:: Entries shown

//! Pluma Core Library
//!
//! This crate provides the core functionality for Pluma, a local-first
//! writing/journaling application: stories made of ordered pages,
//! organized into folders, with optional publishing to a shared
//! community feed.
//!
//! # Architecture
//!
//! - The [`Store`] owns the canonical in-memory [`Library`] and routes
//!   every mutation through typed operations.
//! - The library persists as one JSON snapshot in a local slot; reads
//!   degrade to an empty default, writes never propagate failures.
//! - The [`PublicationGateway`] mirrors stories into an external Remote
//!   Store; the [`FeedReader`] caches the resulting public feed.
//!
//! # Quick Start
//!
//! ```text
//! let mut store = Store::open()?;
//!
//! let folder = store.create_folder("Drafts", None)?;
//! let story = store.create_story("Untitled", Some(&folder.id))?;
//! store.save();
//! ```
//!
//! # Modules
//!
//! - `store`: local document store (main entry point)
//! - `models`: stories, pages, folders, images, published records
//! - `storage`: snapshot persistence (atomic, failure-swallowing)
//! - `autosave`: debounced snapshot writes for editing sessions
//! - `publish`: export/retract bridge to the Remote Store
//! - `feed`: cached reader over the public collection
//! - `remote`: Remote Store seam and backends
//! - `session`: Identity Provider seam
//! - `ident`: prefixed, time-ordered id generation
//! - `metrics`: word counts and display formatting
//! - `config`: application configuration

pub mod autosave;
pub mod config;
pub mod feed;
pub mod ident;
pub mod metrics;
pub mod models;
pub mod publish;
pub mod remote;
pub mod session;
pub mod storage;
pub mod store;

pub use autosave::{Autosaver, AUTOSAVE_DELAY};
pub use config::Config;
pub use feed::FeedReader;
pub use ident::generate_id;
pub use models::{
    CloudImage, Folder, Genre, Library, Page, PublishedRecord, Story, StoryStatus,
};
pub use publish::{PublicationGateway, PublishError, ANONYMOUS_AUTHOR};
pub use remote::{ChangeEvent, FileRemote, MemoryRemote, RemoteError, RemoteStore};
pub use session::{IdentityError, IdentityProvider, Session};
pub use storage::LibraryPersistence;
pub use store::{ChildFilter, Store, StoreError, MAX_CLOUD_IMAGES};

::::

» **Task objective**: Render every record verbatim. Nothing should be left out.

» **Task output**:
//! Pluma Core Library
//!
//! This crate provides the core functionality for Pluma, a local-first
//! writing/journaling application: stories made of ordered pages,
//! organized into folders, with optional publishing to a shared
//! community feed.
//!
//! # Architecture
//!
//! - The [`Store`] owns the canonical in-memory [`Library`] and routes
//!   every mutation through typed operations.
//! - The library persists as one JSON snapshot in a local slot; reads
//!   degrade to an empty default, writes never propagate failures.
//! - The [`PublicationGateway`] mirrors stories into an external Remote
//!   Store; the [`FeedReader`] caches the resulting public feed.
//!
//! # Quick Start
//!
//! ```text
//! let mut store = Store::open()?;
//!
//! let folder = store.create_folder("Drafts", None)?;
//! let story = store.create_story("Untitled", Some(&folder.id))?;
//! store.save();
//! ```
//!
//! # Modules
//!
//! - `store`: local document store (main entry point)
//! - `models`: stories, pages, folders, images, published records
//! - `storage`: snapshot persistence (atomic, failure-swallowing)
//! - `autosave`: debounced snapshot writes for editing sessions
//! - `publish`: export/retract bridge to the Remote Store
//! - `feed`: cached reader over the public collection
//! - `remote`: Remote Store seam and backends
//! - `session`: Identity Provider seam
//! - `ident`: prefixed, time-ordered id generation
//! - `metrics`: word counts and display formatting
//! - `config`: application configuration

pub mod autosave;
pub mod config;
pub mod feed;
pub mod ident;
pub mod metrics;
pub mod models;
pub mod publish;
pub mod remote;
pub mod session;
pub mod storage;
pub mod store;

pub use autosave::{Autosaver, AUTOSAVE_DELAY};
pub use config::Config;
pub use feed::FeedReader;
pub use ident::generate_id;
pub use models::{
    CloudImage, Folder, Genre, Library, Page, PublishedRecord, Story, StoryStatus,
};
pub use publish::{PublicationGateway, PublishError, ANONYMOUS_AUTHOR};
pub use remote::{ChangeEvent, FileRemote, MemoryRemote, RemoteError, RemoteStore};
pub use session::{IdentityError, IdentityProvider, Session};
pub use storage::LibraryPersistence;
pub use store::{ChildFilter, Store, StoreError, MAX_CLOUD_IMAGES};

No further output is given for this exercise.